Whitlock Group - Kavli Institute for Systems Neuroscience
Whitlock Group

The publications, tag cloud and network below is based on the group leader's research.
Kavli Institute's Cognitive motor function Group
Aim
To understand the role that posterior parietal cortex (PPC) and other cortical areas play in representing dynamic body posture, and to characterize how cortical networks integrate active sensing and posture during natural behavior.
Background
One of the ultimate goals of neuroscience is to link brain activity to behavior. As a complex organ, the brain offers no shortage of areas and sub-circuits to investigate. Likewise, a large repertoire of behaviors can be studied. While the Whitlock lab has chosen to investigate the specific link between rodent postural behavior (standing, rearing, reaching, etc.) to cortical brain activity, his team’s research provides a window into answering a larger question about how the brain computes and supports behavior in the first place.
Key Research Questions
- What role do the posterior parietal cortex (PPC) and linked cortical areas play in coding posture?
- How do these networks represent different levels of behavior?
- How does the brain integrate postural signaling with other streams of information, like sensory input?
Tools & Methods
The Whitlock group uses several tools to tackle their research questions: (1) tracking and visualization software (developed in-house), which allow the reconstruction of a rat and its movement through three-dimensional space, (2) facial tracking, especially of the whiskers and eyes, and (3) large-scale electrophysiological recordings of the rat’s brain while it moves through that three-dimensional space. These rich series of information (behavior and neural activity) are then analyzed using a variety of statistical and visualization methods. The group has also undertaking anatomical work to define the PPC in mice, and developed anatomical reconstruction software to map out relevant neuroanatomy and to guide recording locations.
Research
The core line of work in the Whitlock group focusses on how higher-motor and sensory cortices encode 3D kinematics of the head and body in unrestrained rodents. The goal of this work in the lab is to build a foundational understanding of how cortex coordinates the movement of the body during natural behavior. Our first insights came neural recordings in the posterior parietal cortex (PPC) and frontal motor cortex (M2) in freely moving rats using a 3D tracking platform pioneered in the lab. We found that the majority of neurons were strongly driven by the posture of the head or trunk, and that body posture was encoded topographically over the cortical surface. With spiking activity from just a few dozen cells in PPC and M2, we found we could decode the ongoing posture of a freely foraging rat. More recent work has shown that posture and movement are read out with similar precision across numerous sensory and motor cortices, indicating that this may be a general feature of cortex when animals are free to move about. What’s intriguing is that visual and auditory cortices appeared to favor features that would enable them to localize visual or auditory stimuli during natural forms of movement—like running over a surface or tilting the head.

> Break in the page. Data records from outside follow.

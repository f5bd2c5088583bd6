//! Geometries that are decoded from WKT or WKB on first use.
//!
//! A [`Proxy`] holds a serialized payload until an accessor needs the geometry itself, then
//! decodes it once and keeps the result. Re-emitting the payload in its stored form never
//! decodes it.

use std::sync::{Mutex, MutexGuard, OnceLock, PoisonError};

use log::debug;

use crate::datatypes::{Dimension, GeometryType};
use crate::error::{GeometryError, Result};
use crate::geometry::{
    Geometry, GeometryCollection, LineString, MultiLineString, MultiPoint, MultiPolygon,
    NestedArray, Point, Polygon,
};
use crate::io::{wkb, wkt};
use crate::trait_::GeometryKind;

/// The serialized form a proxy was created from.
#[derive(Debug, Clone, PartialEq, Eq)]
pub enum Payload {
    /// WKT or EWKT
    Text(String),
    /// WKB or EWKB
    Binary(Vec<u8>),
}

impl Payload {
    fn kind(&self) -> &'static str {
        match self {
            Payload::Text(_) => "text",
            Payload::Binary(_) => "binary",
        }
    }
}

/// A lazily decoded geometry of kind `G`.
///
/// The proxy starts unloaded, holding its payload. The first accessor call other than
/// [`is_loaded`][Proxy::is_loaded] decodes the payload, checks that it is a `G`, and stores
/// the result; every later call reads the stored geometry. A failed load leaves the proxy
/// unloaded with its payload intact, so the same error is reported again on the next call.
///
/// Loading is synchronized: concurrent first callers block until one of them has finished and
/// then all observe the same value.
#[derive(Debug)]
pub struct Proxy<G> {
    /// `None` once loaded.
    payload: Mutex<Option<Payload>>,
    value: OnceLock<G>,
}

/// A proxy that only loads a Point.
pub type PointProxy = Proxy<Point>;
/// A proxy that only loads a LineString.
pub type LineStringProxy = Proxy<LineString>;
/// A proxy that only loads a Polygon.
pub type PolygonProxy = Proxy<Polygon>;
/// A proxy that only loads a MultiPoint.
pub type MultiPointProxy = Proxy<MultiPoint>;
/// A proxy that only loads a MultiLineString.
pub type MultiLineStringProxy = Proxy<MultiLineString>;
/// A proxy that only loads a MultiPolygon.
pub type MultiPolygonProxy = Proxy<MultiPolygon>;
/// A proxy that only loads a GeometryCollection.
pub type GeometryCollectionProxy = Proxy<GeometryCollection>;
/// A proxy accepting any kind of geometry.
pub type GeometryProxy = Proxy<Geometry>;

impl<G: GeometryKind> Proxy<G> {
    fn new(payload: Payload) -> Self {
        Self {
            payload: Mutex::new(Some(payload)),
            value: OnceLock::new(),
        }
    }

    /// An unloaded proxy over WKT or EWKT.
    pub fn from_text(text: impl Into<String>) -> Self {
        Self::new(Payload::Text(text.into()))
    }

    /// An unloaded proxy over WKB or EWKB.
    pub fn from_binary(buf: impl Into<Vec<u8>>) -> Self {
        Self::new(Payload::Binary(buf.into()))
    }

    /// The geometry type this proxy requires, or `None` if it accepts any.
    pub fn expected_type(&self) -> Option<GeometryType> {
        G::GEOMETRY_TYPE
    }

    /// Whether the payload has been decoded. Never triggers a load.
    pub fn is_loaded(&self) -> bool {
        self.value.get().is_some()
    }

    /// The decoded geometry, loading it if needed.
    pub fn geometry(&self) -> Result<&G> {
        self.load()
    }

    /// Consume the proxy, returning the decoded geometry.
    pub fn into_inner(self) -> Result<G> {
        let Self { payload, value } = self;
        if let Some(value) = value.into_inner() {
            return Ok(value);
        }
        match payload.into_inner().unwrap_or_else(PoisonError::into_inner) {
            Some(payload) => decode(&payload),
            None => Err(unloaded_without_payload()),
        }
    }

    /// Topological dimension of the loaded geometry.
    pub fn dimension(&self) -> Result<usize> {
        self.load()?.dimension()
    }

    /// Coordinate dimensionality of the loaded geometry.
    pub fn dim(&self) -> Result<Dimension> {
        Ok(self.load()?.dim())
    }

    /// Whether the loaded geometry has Z ordinates.
    pub fn is_3d(&self) -> Result<bool> {
        Ok(self.load()?.is_3d())
    }

    /// Whether the loaded geometry has M ordinates.
    pub fn is_measured(&self) -> Result<bool> {
        Ok(self.load()?.is_measured())
    }

    /// SRID of the loaded geometry.
    pub fn srid(&self) -> Result<i32> {
        Ok(self.load()?.srid())
    }

    /// Runtime type of the loaded geometry.
    pub fn geometry_type(&self) -> Result<GeometryType> {
        Ok(self.load()?.geometry_type())
    }

    /// Whether the loaded geometry is empty.
    pub fn is_empty(&self) -> Result<bool> {
        Ok(self.load()?.is_empty())
    }

    /// Nested ordinate arrays of the loaded geometry.
    pub fn to_array(&self) -> Result<NestedArray> {
        Ok(self.load()?.to_array())
    }

    /// WKT of the geometry. A proxy still holding text returns it unchanged.
    pub fn as_text(&self) -> Result<String> {
        if let Some(Payload::Text(text)) = self.lock_payload().as_ref() {
            return Ok(text.clone());
        }
        Ok(self.load()?.as_text())
    }

    /// WKB of the geometry. A proxy still holding bytes returns them unchanged.
    pub fn as_binary(&self) -> Result<Vec<u8>> {
        if let Some(Payload::Binary(buf)) = self.lock_payload().as_ref() {
            return Ok(buf.clone());
        }
        Ok(self.load()?.as_binary())
    }

    fn lock_payload(&self) -> MutexGuard<'_, Option<Payload>> {
        // The payload is only replaced after a successful decode, so a poisoned lock still
        // guards a consistent value
        self.payload.lock().unwrap_or_else(PoisonError::into_inner)
    }

    fn load(&self) -> Result<&G> {
        if let Some(value) = self.value.get() {
            return Ok(value);
        }

        let mut payload = self.lock_payload();
        // Another caller may have loaded while we waited for the lock
        if let Some(value) = self.value.get() {
            return Ok(value);
        }
        let Some(stored) = payload.as_ref() else {
            return Err(unloaded_without_payload());
        };

        debug!(
            "loading {} proxy from {} payload",
            expected_name::<G>(),
            stored.kind()
        );
        let decoded = decode::<G>(stored).map_err(|err| {
            debug!("{} proxy failed to load: {err}", expected_name::<G>());
            err
        })?;
        let value = self.value.get_or_init(|| decoded);
        *payload = None;
        Ok(value)
    }
}

impl<G: GeometryKind> From<G> for Proxy<G> {
    /// A proxy that is already loaded.
    fn from(value: G) -> Self {
        Self {
            payload: Mutex::new(None),
            value: OnceLock::from(value),
        }
    }
}

fn decode<G: GeometryKind>(payload: &Payload) -> Result<G> {
    let geom = match payload {
        Payload::Text(text) => wkt::read(text)?,
        Payload::Binary(buf) => wkb::read(buf)?,
    };
    G::from_geometry(geom)
}

fn expected_name<G: GeometryKind>() -> String {
    G::GEOMETRY_TYPE.map_or_else(|| "Geometry".to_string(), |t| t.to_string())
}

fn unloaded_without_payload() -> GeometryError {
    GeometryError::Decode("proxy holds neither a payload nor a geometry".to_string())
}

#[cfg(test)]
mod test {
    use super::*;
    use crate::trait_::GeometryTrait;
    use crate::io::wkb::WkbWriterOptions;
    use crate::test::collection::{gc0, mpoly0};
    use crate::test::linestring::ls_zm;
    use crate::test::point::pz;

    #[test]
    fn wrong_type_fails_and_stays_unloaded() {
        let proxy = PolygonProxy::from_text("POINT(1 2)");
        assert_eq!(proxy.expected_type(), Some(GeometryType::Polygon));
        let err = proxy.dimension().unwrap_err();
        assert!(matches!(
            err,
            GeometryError::TypeMismatch {
                index: None,
                expected: GeometryType::Polygon,
                actual: GeometryType::Point,
            }
        ));
        assert!(!proxy.is_loaded());
        assert!(proxy.srid().is_err());
        assert_eq!(proxy.as_text().unwrap(), "POINT(1 2)");
    }

    #[test]
    fn malformed_payload_is_retained() {
        let proxy = GeometryProxy::from_binary(vec![1u8, 1, 0]);
        assert!(matches!(proxy.is_empty(), Err(GeometryError::Decode(_))));
        assert!(!proxy.is_loaded());
        assert_eq!(proxy.as_binary().unwrap(), vec![1u8, 1, 0]);
        assert!(proxy.into_inner().is_err());
    }

    fn assert_transparent<G: GeometryKind + std::fmt::Debug>(proxy: Proxy<G>, expected: &G) {
        assert!(!proxy.is_loaded());
        assert_eq!(proxy.geometry_type().unwrap(), expected.geometry_type());
        assert!(proxy.is_loaded());
        assert_eq!(proxy.dim().unwrap(), expected.dim());
        assert_eq!(proxy.is_3d().unwrap(), expected.is_3d());
        assert_eq!(proxy.is_measured().unwrap(), expected.is_measured());
        assert_eq!(proxy.srid().unwrap(), expected.srid());
        assert_eq!(proxy.is_empty().unwrap(), expected.is_empty());
        assert_eq!(proxy.dimension().unwrap(), expected.dimension().unwrap());
        assert_eq!(proxy.to_array().unwrap(), expected.to_array());
        assert_eq!(proxy.as_text().unwrap(), expected.as_text());
        assert_eq!(proxy.as_binary().unwrap(), expected.as_binary());
        assert_eq!(proxy.geometry().unwrap(), expected);
        assert_eq!(&proxy.into_inner().unwrap(), expected);
    }

    #[test]
    fn transparency() {
        let line = ls_zm();
        assert_transparent(LineStringProxy::from_binary(line.as_binary()), &line);
        assert_transparent(
            LineStringProxy::from_text(wkt::write_ewkt(&line)),
            &line,
        );

        let polygons = mpoly0();
        assert_transparent(MultiPolygonProxy::from_text(polygons.as_text()), &polygons);

        let gc = Geometry::from(gc0());
        assert_transparent(GeometryProxy::from_binary(gc.as_binary()), &gc);
        assert_transparent(GeometryCollectionProxy::from_text(gc0().as_text()), &gc0());
    }

    #[test]
    fn text_fast_path() {
        let text = "point z ( 1 2 3 )";
        let proxy = PointProxy::from_text(text);
        assert_eq!(proxy.as_text().unwrap(), text);
        assert!(!proxy.is_loaded());

        // The other form needs the geometry
        assert_eq!(proxy.as_binary().unwrap(), pz().with_srid(0).as_binary());
        assert!(proxy.is_loaded());
        assert_eq!(proxy.as_text().unwrap(), "POINT Z (1 2 3)");
    }

    #[test]
    fn binary_fast_path() {
        let buf = wkb::write(&pz(), &WkbWriterOptions::big_endian());
        let proxy = PointProxy::from_binary(buf.clone());
        assert_eq!(proxy.as_binary().unwrap(), buf);
        assert!(!proxy.is_loaded());

        assert_eq!(proxy.as_text().unwrap(), "POINT Z (1 2 3)");
        assert!(proxy.is_loaded());
        // Re-encoded in the default byte order once loaded
        assert_eq!(proxy.as_binary().unwrap(), pz().as_binary());
    }

    #[test]
    fn already_loaded() {
        let proxy = PointProxy::from(pz());
        assert!(proxy.is_loaded());
        assert_eq!(proxy.srid().unwrap(), 4326);
        assert_eq!(proxy.into_inner().unwrap(), pz());
    }

    #[test]
    fn concurrent_first_access() {
        let proxy = GeometryProxy::from_text(gc0().as_text());
        let loaded: Vec<&Geometry> = std::thread::scope(|scope| {
            let handles: Vec<_> = (0..8)
                .map(|_| scope.spawn(|| proxy.geometry().unwrap()))
                .collect();
            handles.into_iter().map(|h| h.join().unwrap()).collect()
        });
        assert!(loaded.iter().all(|geom| std::ptr::eq(*geom, loaded[0])));
        assert_eq!(loaded[0], &Geometry::from(gc0()));
    }
}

With this idea in mind, we have incorporated facial video recordings in our tracking platform. We are investigating how the deployment of the sense organs of the face (eyes and vibrissae) guide the head and body—both at the level of behavior and neurally—using Neuropixels recordings in associative (PPC) and sensory cortical areas simultaneously. Other projects in the lab are investigating how prefrontal cortex encodes natural behavior in rats, and how another associative area, the retrosplenial cortex, enables animals to predict the movement of a goal and move the body accordingly.